Наконец мы уселись со своими чашками друг против друга за стол, накрытый парчовой скатертью, и принялись за решение задачи взаимного сближения. Аманда сунула в рот конфету и попросила меня что — нибудь рассказать. Как будто ей было доподлинно известно, что у меня наготове куча интереснейших сообщений. Но я всегда готов к подобным ситуациям — я еще не помню такого случая, чтобы рассказ о моем брате показался кому-нибудь скучным.
Рудольф — без всякого сомнения, самая интересная фигура в нашей семье. Когда ему было двадцать лет, в середине пятидесятых, он как-то раз утром позвонил матери, и та, не дав сказать ему ни слова, попросила его немедленно приехать: мол, нужна его помощь в перестановке мебели, завтра придут маляры, а помощи ни от кого не дождешься. Мать с Рудольфом любили друг друга, как два голубка, Рудольф еще ни разу в жизни не отказал ей ни в одной просьбе, но тут он вдруг стал мяться и в конце концов признался, что звонит из Амстердама и собирается остаться там на пару лет. Мать испустила такой пронзительный крик, что соседка, с которой они еще два дня назад вместе ходили в кино, испуганно постучала в дверь. В следующий раз он вышел на связь через три месяца, уже из Стокгольма, где он работал на кухне какого-то ресторана. Мать сказала: «Все ясно, наш Рудольф стал посудомойкой».
Если мне не изменяет память, он пять раз сидел в тюрьме, каждый раз не дольше двух недель. Сейчас он богат, на него работают три адвоката, и он ни шагу не делает без своих телохранителей. В последние годы всякий раз, когда он звонил и я спрашивал, где он сейчас находится, он отвечал: «Это неважно». Я не знаю, как он заработал свои деньги (бешеные деньги, потому что его подарки оставляют поистине неизгладимое впечатление!), знаю только, что карманными кражами столько денег не заработаешь. Когда я оказываюсь за границей, он приезжает ко мне, невзирая ни на какие расстояния.

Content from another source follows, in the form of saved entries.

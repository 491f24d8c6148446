use chrono::{DateTime, Utc};
use serde::{Deserialize, Serialize};
use strum::{AsRefStr, Display, EnumIter, EnumString};
use ts_rs::TS;

/// 输出目录常量（dashboard 前端类型）
pub const TS_EXPORT_PATH: &str = "../dashboard/src/services/types.generated.ts";

/// 客户事件类型
///
/// 只有 `Purchase` 计入收入与分成。
#[derive(
    Debug,
    Clone,
    Copy,
    PartialEq,
    Eq,
    Hash,
    Serialize,
    Deserialize,
    TS,
    EnumIter,
    EnumString,
    AsRefStr,
    Display,
)]
#[ts(export, export_to = TS_EXPORT_PATH)]
#[serde(rename_all = "snake_case")]
#[strum(serialize_all = "snake_case")]
pub enum EventType {
    Purchase,
    AddToCart,
    Signup,
    Custom,
    DropOff,
}

impl EventType {
    pub fn is_purchase(self) -> bool {
        matches!(self, EventType::Purchase)
    }
}

/// 分成方式
#[derive(Debug, Clone, Copy, PartialEq, Eq, Serialize, Deserialize, EnumString, AsRefStr)]
#[serde(rename_all = "lowercase")]
#[strum(serialize_all = "lowercase")]
pub enum ShareType {
    /// revenue × value / 100
    Percentage,
    /// 每个合格事件固定 value
    Flat,
}

/// Campaign-Influencer 合约条款
#[derive(Debug, Clone, Copy, PartialEq)]
pub struct RevenueShare {
    pub share_type: ShareType,
    pub value: f64,
}

/// 归因结果：三者都可能为空（自然流量）
#[derive(Debug, Clone, Copy, PartialEq, Eq, Default, Serialize)]
pub struct Attribution {
    pub influencer_id: Option<i64>,
    pub campaign_id: Option<i64>,
    pub tracking_link_id: Option<i64>,
}

impl Attribution {
    pub fn unattributed() -> Self {
        Self::default()
    }

    pub fn is_attributed(&self) -> bool {
        self.influencer_id.is_some() || self.campaign_id.is_some()
    }
}

#[derive(Debug, Clone, PartialEq)]
pub struct Campaign {
    pub id: i64,
    pub advertiser_id: i64,
    pub name: String,
    pub status: String,
    pub budget: f64,
}

#[derive(Debug, Clone, PartialEq, Eq)]
pub struct Influencer {
    pub id: i64,
    pub name: String,
    pub email: String,
    pub social_handle: Option<String>,
}

#[derive(Debug, Clone, PartialEq, Eq)]
pub struct Coupon {
    pub id: i64,
    pub code: String,
    pub campaign_id: i64,
    pub influencer_id: Option<i64>,
    pub is_active: bool,
    pub settings: Option<String>,
    pub created_at: DateTime<Utc>,
}

#[derive(Debug, Clone, PartialEq, Eq)]
pub struct TrackingLink {
    pub id: i64,
    pub short_code: String,
    pub destination_url: String,
    pub campaign_id: i64,
    pub influencer_id: Option<i64>,
    pub created_at: DateTime<Utc>,
}

/// 待写入的客户事件（入库时一次性写入，之后不再修改）
#[derive(Debug, Clone)]
pub struct NewCustomerEvent {
    pub advertiser_id: i64,
    pub event_type: EventType,
    pub occurred_at: DateTime<Utc>,
    pub revenue: Option<f64>,
    pub currency: String,
    pub coupon_code: Option<String>,
    pub ref_code: Option<String>,
    pub landing_url: Option<String>,
    pub referrer: Option<String>,
    pub attribution: Attribution,
    pub properties: Option<String>,
    pub raw_payload: String,
}

/// 已持久化的客户事件（导出用）
#[derive(Debug, Clone)]
pub struct CustomerEvent {
    pub id: i64,
    pub advertiser_id: i64,
    pub event_type: String,
    pub occurred_at: DateTime<Utc>,
    pub revenue: Option<f64>,
    pub currency: String,
    pub coupon_code: Option<String>,
    pub ref_code: Option<String>,
    pub attribution: Attribution,
}

#[derive(Debug, Clone)]
pub struct NewCoupon {
    pub code: String,
    pub campaign_id: i64,
    pub influencer_id: Option<i64>,
    pub settings: Option<String>,
}

#[derive(Debug, Clone)]
pub struct NewTrackingLink {
    pub short_code: String,
    pub destination_url: String,
    pub campaign_id: i64,
    pub influencer_id: Option<i64>,
}

/// 唯一约束插入结果
#[derive(Debug)]
pub enum InsertOutcome<T> {
    Inserted(T),
    /// 唯一索引冲突（发码重试的唯一触发条件）
    Duplicate,
}

#[cfg(test)]
mod tests {
    use super::*;
    use std::str::FromStr;

    #[test]
    fn test_event_type_wire_names() {
        assert_eq!(EventType::AddToCart.as_ref(), "add_to_cart");
        assert_eq!(EventType::DropOff.to_string(), "drop_off");
        assert_eq!(EventType::from_str("purchase").unwrap(), EventType::Purchase);
        assert!(EventType::from_str("refund").is_err());

        let parsed: EventType = serde_json::from_str("\"signup\"").unwrap();
        assert_eq!(parsed, EventType::Signup);
    }

    #[test]
    fn test_share_type_parse() {
        assert_eq!(ShareType::from_str("percentage").unwrap(), ShareType::Percentage);
        assert_eq!(ShareType::from_str("flat").unwrap(), ShareType::Flat);
        assert!(ShareType::from_str("tiered").is_err());
    }

    #[test]
    fn test_unattributed_is_all_absent() {
        let a = Attribution::unattributed();
        assert_eq!(a.influencer_id, None);
        assert_eq!(a.campaign_id, None);
        assert_eq!(a.tracking_link_id, None);
        assert!(!a.is_attributed());
    }
}
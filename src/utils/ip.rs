//! 客户端 IP 提取
//!
//! 上游网关负责设置 X-Forwarded-For / Forwarded，这里直接信任 actix 的 realip 解析，
//! 仅去掉端口部分。

use std::net::{IpAddr, SocketAddr};

use actix_web::HttpRequest;

/// 去掉端口，返回规范化的 IP 字符串
pub fn normalize_ip(raw: &str) -> Option<String> {
    let raw = raw.trim();
    if raw.is_empty() {
        return None;
    }

    if let Ok(socket_addr) = raw.parse::<SocketAddr>() {
        return Some(socket_addr.ip().to_string());
    }
    if let Ok(ip_addr) = raw.parse::<IpAddr>() {
        return Some(ip_addr.to_string());
    }
    None
}

/// 从请求中提取客户端 IP
pub fn extract_client_ip(req: &HttpRequest) -> Option<String> {
    let conn_info = req.connection_info();
    conn_info.realip_remote_addr().and_then(normalize_ip)
}

#[cfg(test)]
mod tests {
    use super::*;
    use actix_web::test::TestRequest;

    #[test]
    fn test_normalize_ip() {
        assert_eq!(normalize_ip("10.0.0.1:5555").as_deref(), Some("10.0.0.1"));
        assert_eq!(normalize_ip("[::1]:8080").as_deref(), Some("::1"));
        assert_eq!(normalize_ip("192.168.1.9").as_deref(), Some("192.168.1.9"));
        assert_eq!(normalize_ip("not-an-ip"), None);
        assert_eq!(normalize_ip(""), None);
    }

    #[test]
    fn test_extract_from_forwarded_header() {
        let req = TestRequest::default()
            .insert_header(("X-Forwarded-For", "203.0.113.7"))
            .to_http_request();
        assert_eq!(extract_client_ip(&req).as_deref(), Some("203.0.113.7"));
    }
}
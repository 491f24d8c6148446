//! 只读查找：归因查询、分成合约、名称映射

use std::collections::HashMap;

use async_trait::async_trait;
use sea_orm::{ColumnTrait, Condition, EntityTrait, QueryFilter};
use tracing::{debug, error};

use super::converters::{
    model_to_campaign, model_to_coupon, model_to_influencer, model_to_revenue_share,
    model_to_tracking_link,
};
use super::{SeaOrmStorage, retry};
use crate::errors::{AttributorError, Result};
use crate::storage::models::{Campaign, Coupon, Influencer, RevenueShare, TrackingLink};
use crate::storage::traits::{AttributionLookup, RevenueShareStore};

use migration::entities::{campaign, campaign_influencer, coupon, influencer, tracking_link};

/// 单条合约批量查询最多携带的 (campaign, influencer) 对数
const PAIR_LOOKUP_CHUNK: usize = 200;

#[async_trait]
impl AttributionLookup for SeaOrmStorage {
    async fn find_coupon_by_code(&self, code: &str) -> Result<Option<Coupon>> {
        let db = &self.db;
        let code_owned = code.to_string();

        let model = retry::with_retry(
            &format!("find_coupon_by_code({})", code),
            self.retry_config,
            || async {
                coupon::Entity::find()
                    .filter(coupon::Column::Code.eq(code_owned.as_str()))
                    .one(db)
                    .await
            },
        )
        .await
        .map_err(|e| AttributorError::database_operation(format!("查询优惠码失败: {}", e)))?;

        Ok(model.map(model_to_coupon))
    }

    async fn find_link_by_short_code(&self, short_code: &str) -> Result<Option<TrackingLink>> {
        let db = &self.db;
        let code_owned = short_code.to_string();

        let model = retry::with_retry(
            &format!("find_link_by_short_code({})", short_code),
            self.retry_config,
            || async {
                tracking_link::Entity::find()
                    .filter(tracking_link::Column::ShortCode.eq(code_owned.as_str()))
                    .one(db)
                    .await
            },
        )
        .await
        .map_err(|e| AttributorError::database_operation(format!("查询追踪链接失败: {}", e)))?;

        Ok(model.map(model_to_tracking_link))
    }
}

#[async_trait]
impl RevenueShareStore for SeaOrmStorage {
    async fn find_revenue_share(
        &self,
        campaign_id: i64,
        influencer_id: i64,
    ) -> Result<Option<RevenueShare>> {
        let db = &self.db;

        let model = retry::with_retry(
            &format!("find_revenue_share({}, {})", campaign_id, influencer_id),
            self.retry_config,
            || async {
                campaign_influencer::Entity::find_by_id((campaign_id, influencer_id))
                    .one(db)
                    .await
            },
        )
        .await
        .map_err(|e| AttributorError::database_operation(format!("查询分成合约失败: {}", e)))?;

        Ok(model.as_ref().and_then(model_to_revenue_share))
    }

    async fn find_revenue_shares(
        &self,
        pairs: &[(i64, i64)],
    ) -> Result<HashMap<(i64, i64), RevenueShare>> {
        if pairs.is_empty() {
            return Ok(HashMap::new());
        }

        let db = &self.db;
        let mut shares = HashMap::with_capacity(pairs.len());

        // 每批一条 OR 查询，SQLite 表达式深度上限 1000
        for chunk in pairs.chunks(PAIR_LOOKUP_CHUNK) {
            let condition = chunk.iter().fold(Condition::any(), |acc, (c, i)| {
                acc.add(
                    Condition::all()
                        .add(campaign_influencer::Column::CampaignId.eq(*c))
                        .add(campaign_influencer::Column::InfluencerId.eq(*i)),
                )
            });

            let models = retry::with_retry("find_revenue_shares", self.retry_config, || async {
                campaign_influencer::Entity::find()
                    .filter(condition.clone())
                    .all(db)
                    .await
            })
            .await
            .map_err(|e| {
                AttributorError::database_operation(format!("批量查询分成合约失败: {}", e))
            })?;

            shares.extend(models.iter().filter_map(|m| {
                model_to_revenue_share(m).map(|share| ((m.campaign_id, m.influencer_id), share))
            }));
        }

        debug!(
            "Loaded {} revenue share contracts for {} pairs",
            shares.len(),
            pairs.len()
        );
        Ok(shares)
    }
}

impl SeaOrmStorage {
    /// 重定向热路径：先查缓存，未命中再查库
    ///
    /// 查询失败返回 None（按 404 处理），错误只记日志
    pub async fn find_link_cached(&self, short_code: &str) -> Option<TrackingLink> {
        if let Some(link) = self.link_cache.get(short_code) {
            return Some(link);
        }

        match self.find_link_by_short_code(short_code).await {
            Ok(Some(link)) => {
                self.link_cache
                    .insert(short_code.to_string(), link.clone());
                Some(link)
            }
            Ok(None) => None,
            Err(e) => {
                error!("重定向查询追踪链接失败: {}", e);
                None
            }
        }
    }

    /// 按 ID 批量查询活动
    pub async fn campaigns_by_ids(&self, ids: &[i64]) -> Result<HashMap<i64, Campaign>> {
        if ids.is_empty() {
            return Ok(HashMap::new());
        }

        let db = &self.db;
        let models = retry::with_retry("campaigns_by_ids", self.retry_config, || async {
            campaign::Entity::find()
                .filter(campaign::Column::Id.is_in(ids.iter().copied()))
                .all(db)
                .await
        })
        .await
        .map_err(|e| AttributorError::database_operation(format!("查询活动失败: {}", e)))?;

        Ok(models
            .into_iter()
            .map(|m| (m.id, model_to_campaign(m)))
            .collect())
    }

    /// 按 ID 批量查询达人
    pub async fn influencers_by_ids(&self, ids: &[i64]) -> Result<HashMap<i64, Influencer>> {
        if ids.is_empty() {
            return Ok(HashMap::new());
        }

        let db = &self.db;
        let models = retry::with_retry("influencers_by_ids", self.retry_config, || async {
            influencer::Entity::find()
                .filter(influencer::Column::Id.is_in(ids.iter().copied()))
                .all(db)
                .await
        })
        .await
        .map_err(|e| AttributorError::database_operation(format!("查询达人失败: {}", e)))?;

        Ok(models
            .into_iter()
            .map(|m| (m.id, model_to_influencer(m)))
            .collect())
    }

    /// 按 ID 批量查询追踪链接
    pub async fn links_by_ids(&self, ids: &[i64]) -> Result<HashMap<i64, TrackingLink>> {
        if ids.is_empty() {
            return Ok(HashMap::new());
        }

        let db = &self.db;
        let models = retry::with_retry("links_by_ids", self.retry_config, || async {
            tracking_link::Entity::find()
                .filter(tracking_link::Column::Id.is_in(ids.iter().copied()))
                .all(db)
                .await
        })
        .await
        .map_err(|e| AttributorError::database_operation(format!("查询追踪链接失败: {}", e)))?;

        Ok(models
            .into_iter()
            .map(|m| (m.id, model_to_tracking_link(m)))
            .collect())
    }
}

Правда, он приезжает только после того, как проконсультируется со своими адвокатами: одна страна годится для свидания с братом, другая ему противопоказана — в зависимости от ее участия в конвенции о выдаче преследуемых лиц. Чаще всего мы бросались друг другу на грудь в Будапеште, но он приезжал ко мне и в Белград, и в Софию, и в Каир. В Будапеште я обычно останавливался в гостинице Союза писателей, а он в отеле «Геллерт», где снимал для себя и своих телохранителей (невероятно скромных парней, которые даже не решались смотреть мне в глаза) целую анфиладу. Я никогда не знал, откуда он приехал и куда уезжает. Он утешал меня: «Меньше знаешь, лучше спишь». Однажды в Будапеште, после того как он уехал, я отправился к портье и поинтересовался адресом господина Хэтманна, мол, мне нужно ему кое-что отправить. Приветливый портье полистал в своей книге, еще раз переспросил фамилию. Я повторил: Рудольф Хэтманн, он уехал сегодня. Но тот, еще раз просмотрев все записи, улыбнулся так печально, как могут улыбаться только венгры, и сказал: «Мне очень жаль, но господин Хэтманн у нас не останавливался».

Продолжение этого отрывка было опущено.